Allocated resources:
Resource Requests Limits
-------- -------- ------
cpu 3500m (92%) 7000m (184%)
memory 12Gi (80%) 20Gi (133%)
# Detailed pod resource usage
kubectl top pods --containers
Scheduler Logs ¶
# View scheduler logs
kubectl logs -n kube-system -l component=kube-scheduler
# Increase verbosity
# Edit kube-scheduler manifest, add --v=4
Custom Schedulers ¶
You can run multiple schedulers or write your own:
Using a Custom Scheduler ¶
apiVersion: v1
kind: Pod
metadata:
name: custom-scheduled-pod
spec:
schedulerName: my-custom-scheduler # Use custom scheduler
containers:
- name: app
image: nginx
Scheduler Extenders (Legacy) ¶
Extend the default scheduler with webhook calls:
apiVersion: kubescheduler.config.k8s.io/v1
kind: KubeSchedulerConfiguration
extenders:
- urlPrefix: "http://my-extender:8080"
filterVerb: "filter"
prioritizeVerb: "prioritize"
weight: 5
enableHTTPS: false
The scheduler calls your extender for additional filtering/scoring.

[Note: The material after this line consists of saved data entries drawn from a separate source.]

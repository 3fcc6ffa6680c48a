//! Bounded per-session conversation history.
//!
//! Each session has its own mutex; the map-level lock is held only long
//! enough to find or create the handle. Two requests on the same session
//! therefore append in a strict order while different sessions never block
//! each other.

use std::collections::HashMap;
use std::sync::Arc;

use parking_lot::{Mutex, RwLock};
use uuid::Uuid;

use crate::core::Turn;

/// Default number of turns kept per session.
pub const DEFAULT_HISTORY_TURNS: usize = 10;

type SessionHandle = Arc<Mutex<Vec<Turn>>>;

/// In-process session store.
#[derive(Debug)]
pub struct SessionStore {
    sessions: RwLock<HashMap<String, SessionHandle>>,
    max_turns: usize,
}

impl Default for SessionStore {
    fn default() -> Self {
        Self::new(DEFAULT_HISTORY_TURNS)
    }
}

impl SessionStore {
    /// Creates a store keeping at most `max_turns` turns per session.
    #[must_use]
    pub fn new(max_turns: usize) -> Self {
        Self {
            sessions: RwLock::new(HashMap::new()),
            max_turns,
        }
    }

    /// Generates a fresh session id (UUID v4).
    #[must_use]
    pub fn new_session_id() -> String {
        Uuid::new_v4().to_string()
    }

    /// Cap on turns per session.
    #[must_use]
    pub const fn max_turns(&self) -> usize {
        self.max_turns
    }

    /// Returns a copy of the session's turns, oldest first.
    ///
    /// Unknown sessions have an empty history.
    #[must_use]
    pub fn get(&self, session_id: &str) -> Vec<Turn> {
        let handle = self.sessions.read().get(session_id).cloned();
        handle.map(|h| h.lock().clone()).unwrap_or_default()
    }

    /// Appends a user/assistant pair, then drops the oldest pairs beyond
    /// the cap.
    ///
    /// Eviction removes whole pairs, so history always opens with a user
    /// turn. An odd cap therefore keeps one turn fewer than it allows.
    pub fn append(&self, session_id: &str, user: Turn, assistant: Turn) {
        let handle = self.handle(session_id);
        let mut turns = handle.lock();
        turns.push(user);
        turns.push(assistant);
        if turns.len() > self.max_turns {
            let excess = (turns.len() - self.max_turns)
                .next_multiple_of(2)
                .min(turns.len());
            turns.drain(..excess);
        }
    }

    /// Number of sessions seen.
    #[must_use]
    pub fn len(&self) -> usize {
        self.sessions.read().len()
    }

    /// Whether no session exists.
    #[must_use]
    pub fn is_empty(&self) -> bool {
        self.sessions.read().is_empty()
    }

    fn handle(&self, session_id: &str) -> SessionHandle {
        if let Some(handle) = self.sessions.read().get(session_id) {
            return Arc::clone(handle);
        }
        let mut sessions = self.sessions.write();
        Arc::clone(
            sessions
                .entry(session_id.to_string())
                .or_insert_with(|| Arc::new(Mutex::new(Vec::new()))),
        )
    }
}

#[cfg(test)]
mod tests {
    use super::*;
    use crate::core::TurnRole;
    use proptest::prelude::*;

    #[test]
    fn test_unknown_session_is_empty() {
        let store = SessionStore::default();
        assert!(store.get("nope").is_empty());
        assert!(store.is_empty());
    }

    #[test]
    fn test_append_preserves_order() {
        let store = SessionStore::default();
        store.append("s", Turn::user("hi"), Turn::assistant("hello"));
        store.append("s", Turn::user("order?"), Turn::assistant("shipped"));
        let turns = store.get("s");
        let texts: Vec<&str> = turns.iter().map(|t| t.text.as_str()).collect();
        assert_eq!(texts, vec!["hi", "hello", "order?", "shipped"]);
        assert_eq!(turns[0].role, TurnRole::User);
        assert_eq!(turns[1].role, TurnRole::Assistant);
    }

    fn texts(turns: &[Turn]) -> Vec<&str> {
        turns.iter().map(|t| t.text.as_str()).collect()
    }

    #[test]
    fn test_sixth_pair_evicts_the_first() {
        let store = SessionStore::default();
        for i in 0..6 {
            store.append("s", Turn::user(format!("u{i}")), Turn::assistant(format!("a{i}")));
        }
        let turns = store.get("s");
        assert_eq!(
            texts(&turns),
            vec!["u1", "a1", "u2", "a2", "u3", "a3", "u4", "a4", "u5", "a5"]
        );
        assert!(turns
            .chunks(2)
            .all(|p| p[0].role == TurnRole::User && p[1].role == TurnRole::Assistant));
    }

    #[test]
    fn test_odd_cap_evicts_whole_pairs() {
        let store = SessionStore::new(3);
        store.append("s", Turn::user("u0"), Turn::assistant("a0"));
        store.append("s", Turn::user("u1"), Turn::assistant("a1"));
        let turns = store.get("s");
        assert_eq!(texts(&turns), vec!["u1", "a1"]);
        assert_eq!(turns[0].role, TurnRole::User);
    }

    #[test]
    fn test_sessions_are_isolated() {
        let store = SessionStore::default();
        store.append("a", Turn::user("a1"), Turn::assistant("a2"));
        store.append("b", Turn::user("b1"), Turn::assistant("b2"));
        store.append("b", Turn::user("b3"), Turn::assistant("b4"));
        let before = store.get("b");

        for i in 0..8 {
            store.append("a", Turn::user(format!("more{i}")), Turn::assistant("ok"));
        }

        assert_eq!(store.get("b"), before);
        assert_eq!(texts(&store.get("b")), vec!["b1", "b2", "b3", "b4"]);
        assert_eq!(store.get("a")[0].text, "more3");
        assert_eq!(store.len(), 2);
    }

    #[test]
    fn test_new_session_ids_are_unique_uuids() {
        let a = SessionStore::new_session_id();
        let b = SessionStore::new_session_id();
        assert_ne!(a, b);
        assert!(Uuid::parse_str(&a).is_ok());
    }

    #[test]
    fn test_concurrent_appends_are_serialised() {
        let store = Arc::new(SessionStore::new(1000));
        std::thread::scope(|scope| {
            for t in 0..4 {
                let store = Arc::clone(&store);
                scope.spawn(move || {
                    for i in 0..25 {
                        store.append(
                            "shared",
                            Turn::user(format!("u{t}-{i}")),
                            Turn::assistant(format!("a{t}-{i}")),
                        );
                    }
                });
            }
        });

        let turns = store.get("shared");
        assert_eq!(turns.len(), 200);
        for pair in turns.chunks(2) {
            assert_eq!(pair[0].role, TurnRole::User);
            assert_eq!(pair[1].role, TurnRole::Assistant);
            assert_eq!(pair[0].text[1..], pair[1].text[1..]);
        }
    }

    proptest! {
        #[test]
        fn prop_history_never_exceeds_cap(pairs in 0usize..40, cap in 1usize..16) {
            let store = SessionStore::new(cap);
            for i in 0..pairs {
                store.append("s", Turn::user(format!("u{i}")), Turn::assistant(format!("a{i}")));
            }
            let turns = store.get("s");
            prop_assert!(turns.len() <= cap);
            prop_assert_eq!(turns.len(), (pairs * 2).min(cap - cap % 2));
            if let Some(first) = turns.first() {
                prop_assert_eq!(first.role, TurnRole::User);
                prop_assert_eq!(&turns[turns.len() - 1].text, &format!("a{}", pairs - 1));
            }
        }
    }
}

Scheduling Framework (Modern) ¶
The Scheduling Framework allows writing plugins in Go:
// Custom filter plugin
type MyPlugin struct{}
func (p *MyPlugin) Name() string { return "MyPlugin" }
func (p *MyPlugin) Filter(ctx context.Context, state *framework.CycleState,
pod *v1.Pod, nodeInfo *framework.NodeInfo) *framework.Status {
// Custom filtering logic
if !myCustomCheck(pod, nodeInfo.Node()) {
return framework.NewStatus(framework.Unschedulable, "custom check failed")
}
return framework.NewStatus(framework.Success, "")
}
Build a custom scheduler binary with your plugins included.
Scheduler Configuration ¶
Full scheduler configuration example:
apiVersion: kubescheduler.config.k8s.io/v1
kind: KubeSchedulerConfiguration
leaderElection:
leaderElect: true
clientConnection:
kubeconfig: /etc/kubernetes/scheduler.conf
percentageOfNodesToScore: 50
podInitialBackoffSeconds: 1
podMaxBackoffSeconds: 10
profiles:
- schedulerName: default-scheduler
plugins:
score:
disabled:
- name: NodeResourcesLeastAllocated
enabled:
- name: NodeResourcesMostAllocated # Bin packing instead
weight: 1
filter:
enabled:
- name: NodeResourcesFit
- name: NodePorts
- name: TaintToleration
Summary ¶
The scheduler’s job is simple: pick a node for each pod. The implementation is sophisticated:
| Phase | What happens |
|---|---|
| Queue | Pods ordered by priority, backoff for failures |
| Filter | Eliminate nodes that can’t run the pod |
| Score | Rank remaining nodes by preference |
| Bind | Assign pod to winning node |
| Preempt | Evict lower-priority pods if needed |
Key takeaways:
- Scheduler uses requests, not limits
- Filtering is pass/fail; scoring is best-effort
- Pod affinity can create deadlocks—use carefully
- Topology spread is the modern way to distribute pods
- Preemption respects PDBs when possible
- Debug with
kubectl describe podand scheduler logs
When pods are stuck Pending, the answer is almost always in the scheduling failure message. Read it carefully—it tells you exactly which constraint failed.